How Context Windows Actually Work
And why bigger isn't always better when it comes to AI memory.
AI's Working Memory
Imagine a desk. The AI can only see and use what's on the desk — and the desk has a fixed size. That desk is the context window: the total amount of text the AI can read, remember, and reason about in a single conversation.
The AI doesn't actually store memories the way a human does. Every time you send a new message, the entire conversation so far — your question, its earlier answers, the system instructions — is re-fed to the model as one big chunk of text. The size of that chunk is the context window. There's no filing cabinet in the back. It's all on the desk, every turn.
Context is measured in tokens, which are small chunks of text. A token is roughly three or four characters, or about three-quarters of a word in English. The sentence "I love pizza" is four tokens. A full page of a novel is around 300 tokens. The context window is the maximum number of tokens the model can hold at once.

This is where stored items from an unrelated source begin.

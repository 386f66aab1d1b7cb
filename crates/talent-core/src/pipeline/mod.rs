//! The ingestion-and-analytics pipeline: raw export file in, reconciled
//! relational model and derived analytics out.

pub mod classify;
pub mod ingest;
pub mod metrics;
pub mod privacy;
pub mod router;
pub mod service;
pub mod store;

pub use ingest::{IngestError, IngestReceipt, ValidationError};
pub use router::pipeline_router;
pub use service::{PipelineService, ScrubOutcome};
pub use store::{PipelineRow, SqliteStore, StoreError};
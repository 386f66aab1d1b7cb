mod cli;
mod infra;
mod ingest;
mod routes;
mod server;

use talent_core::error::AppError;

pub async fn run() -> Result<(), AppError> {
    cli::run().await
}
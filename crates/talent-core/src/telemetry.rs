use crate::config::TelemetryConfig;
use std::fmt;
use tracing_subscriber::filter::ParseError;
use tracing_subscriber::EnvFilter;

#[derive(Debug)]
pub enum TelemetryError {
    EnvFilter { value: String, source: ParseError },
    Subscriber(Box<dyn std::error::Error + Send + Sync>),
}

impl fmt::Display for TelemetryError {
    fn fmt(&self, f: &mut fmt::Formatter<'_>) -> fmt::Result {
        match self {
            TelemetryError::EnvFilter { value, .. } => {
                write!(
                    f,
                    "invalid log level/filter '{}': unable to build EnvFilter",
                    value
                )
            }
            TelemetryError::Subscriber(err) => write!(f, "telemetry error: {err}"),
        }
    }
}

impl std::error::Error for TelemetryError {
    fn source(&self) -> Option<&(dyn std::error::Error + 'static)> {
        match self {
            TelemetryError::EnvFilter { source, .. } => Some(source),
            TelemetryError::Subscriber(err) => Some(&**err),
        }
    }
}

/// Install the process-wide tracing subscriber. `RUST_LOG` wins over the
/// configured level when set.
pub fn init(config: &TelemetryConfig) -> Result<(), TelemetryError> {
    let env_filter = match EnvFilter::try_from_default_env() {
        Ok(filter) => filter,
        Err(_) => {
            EnvFilter::try_new(&config.log_level).map_err(|source| TelemetryError::EnvFilter {
                value: config.log_level.clone(),
                source,
            })?
        }
    };

    tracing_subscriber::fmt()
        .with_env_filter(env_filter)
        .with_target(false)
        .compact()
        .with_ansi(false)
        .try_init()
        .map_err(TelemetryError::Subscriber)
}
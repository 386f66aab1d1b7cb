//! Orchestration layer tying ingestion, privacy, persistence, and the
//! audit trail together. Handlers and the CLI both go through this type.

use crate::pipeline::ingest::{self, IngestError, IngestReceipt};
use crate::pipeline::privacy::{self, ScrubReport};
use crate::pipeline::store::{
    AuditEntry, BatchRecord, DataHealth, NewBatch, PipelineRow, RevertReceipt, SqliteStore,
    StoreError,
};
use chrono::NaiveDateTime;
use uuid::Uuid;

const AUDIT_ACTOR: &str = "system";

/// Result of a scrub request: either the kill switch blocked it, or the
/// text came back redacted.
#[derive(Debug)]
pub enum ScrubOutcome {
    Disabled,
    Scrubbed(ScrubReport),
}

pub struct PipelineService {
    store: SqliteStore,
    scrubber_default: bool,
}

impl PipelineService {
    pub fn new(store: SqliteStore, scrubber_default: bool) -> Self {
        Self {
            store,
            scrubber_default,
        }
    }

    /// Run a CSV export through the full pipeline: parse, mask sensitive
    /// columns, normalize, resolve identities, and commit as one batch.
    pub fn ingest_csv(
        &self,
        filename: &str,
        csv_text: &str,
        now: NaiveDateTime,
    ) -> Result<IngestReceipt, IngestError> {
        let mut table = ingest::parser::parse_table(csv_text.as_bytes())?;

        let masked = privacy::mask_sensitive_columns(&mut table);
        if !masked.is_empty() {
            self.store.append_audit(
                now,
                "column_mask",
                "success",
                &format!("masked columns during ingestion: {}", masked.join(", ")),
                AUDIT_ACTOR,
            )?;
            tracing::info!(file = filename, columns = ?masked, "masked sensitive columns");
        }

        let normalized = ingest::columns::normalize_table(&table, now)?;
        let resolved = ingest::resolve_rows(normalized, now.date());

        let batch_id = short_batch_id();
        let rows_processed = self.store.apply_batch(&NewBatch {
            batch_id: &batch_id,
            filename,
            uploaded_at: now,
            rows: &resolved,
        })?;

        tracing::info!(file = filename, batch = %batch_id, rows = rows_processed, "batch committed");
        Ok(IngestReceipt {
            batch_id,
            rows_processed,
        })
    }

    /// Remove every application a batch introduced or last touched.
    pub fn revert_batch(
        &self,
        batch_id: &str,
        now: NaiveDateTime,
    ) -> Result<RevertReceipt, StoreError> {
        let receipt = self.store.revert_batch(batch_id)?;
        self.store.append_audit(
            now,
            "batch_revert",
            "success",
            &format!(
                "batch {} reverted, {} applications removed",
                receipt.batch_id, receipt.applications_removed
            ),
            AUDIT_ACTOR,
        )?;
        tracing::info!(batch = batch_id, removed = receipt.applications_removed, "batch reverted");
        Ok(receipt)
    }

    pub fn rows(&self) -> Result<Vec<PipelineRow>, StoreError> {
        self.store.pipeline_rows()
    }

    /// Redact PII from free text, unless the kill switch is off. Every
    /// scrub that actually removed something is audited with counts only,
    /// never the text itself.
    pub fn scrub(&self, text: &str, now: NaiveDateTime) -> Result<ScrubOutcome, StoreError> {
        if !self.scrubber_status()? {
            self.store.append_audit(
                now,
                "text_scrub",
                "blocked",
                "scrub request refused while scrubber is disabled",
                AUDIT_ACTOR,
            )?;
            return Ok(ScrubOutcome::Disabled);
        }

        let report = privacy::scrub_text(text);
        if report.counts.total() > 0 {
            self.store.append_audit(
                now,
                "text_scrub",
                "success",
                &format!(
                    "redacted {} emails, {} phones, {} id numbers",
                    report.counts.emails, report.counts.phones, report.counts.id_numbers
                ),
                AUDIT_ACTOR,
            )?;
        }
        Ok(ScrubOutcome::Scrubbed(report))
    }

    /// Effective kill-switch value: the persisted setting when present,
    /// the configured default otherwise.
    pub fn scrubber_status(&self) -> Result<bool, StoreError> {
        Ok(self
            .store
            .scrubber_enabled()?
            .unwrap_or(self.scrubber_default))
    }

    pub fn set_scrubber(&self, enable: bool, now: NaiveDateTime) -> Result<bool, StoreError> {
        self.store.set_scrubber_enabled(enable)?;
        self.store.append_audit(
            now,
            "scrubber_toggle",
            "success",
            if enable {
                "scrubber enabled"
            } else {
                "scrubber disabled"
            },
            AUDIT_ACTOR,
        )?;
        tracing::info!(enabled = enable, "scrubber toggled");
        Ok(enable)
    }

    pub fn audit_trail(&self, limit: usize) -> Result<Vec<AuditEntry>, StoreError> {
        self.store.recent_audit(limit)
    }

    pub fn data_health(&self) -> Result<DataHealth, StoreError> {
        self.store.data_health()
    }

    pub fn batch_history(&self, limit: usize) -> Result<Vec<BatchRecord>, StoreError> {
        self.store.batch_history(limit)
    }
}

/// Short random batch stamp, unique enough for a weekly upload log and
/// easy to read back over the phone.
fn short_batch_id() -> String {
    Uuid::new_v4().simple().to_string()[..8].to_string()
}

#[cfg(test)]
mod tests {
    use super::*;

    #[test]
    fn batch_ids_are_short_and_distinct() {
        let a = short_batch_id();
        let b = short_batch_id();
        assert_eq!(a.len(), 8);
        assert_ne!(a, b);
    }
}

Modern models come in wildly different sizes:
- 4K tokens — a short email or a couple of pages
- 32K tokens — a long article or a short story
- 128K–200K tokens — a full book or a small codebase
- 1M+ tokens — multiple books or a large project
And here's the catch: the input and the output share the same window. If you feed the model 80,000 tokens of text, it only has 20,000 tokens left to write a reply on a 100K window.
Bigger Isn't Always Better
A huge context window sounds like a superpower — and in some ways it is — but it comes with three hidden costs that most people never hear about.
💡 Key Insight
A 1M token context window isn't 10× better than a 100K one. It's often slower, more expensive, and the AI can actually answer worse on details buried in the middle. The best results usually come from giving the AI just enough context to answer well — not all the context you can find.
Why does this happen? Researchers call it the "lost in the middle" problem. When you give an AI a giant pile of facts, it pays the most attention to information at the beginning and the end of the input — and the least to whatever sits in the middle. It's a bit like trying to find a specific page in a giant open book spread across a table. You notice the cover and the back, but the middle blurs together.
The three real costs of a bigger window:
- Money — Cost doesn't grow in a straight line. Doubling the context can multiply the compute by four or eight, because the model has to compare every token against every other token.
- Speed — A 1M context request can take many seconds longer to answer than a 50K one, even on the same hardware.
- Quality — As mentioned, accuracy on details drops for stuff that's not at the edges. More text can mean a more confused model.
This is why a smart user doesn't just dump a whole book into the prompt. They pull out the most relevant pages and let the AI focus on those.
The Four Steps Behind the Curtain
Every time the AI reads your message, it goes through the same four-step process. Here's what happens, in plain language.
1. Tokenize. Your text gets sliced into tokens, and each token is turned into a number. The word "context" might become the number 6193. The model never actually sees letters — only numbers.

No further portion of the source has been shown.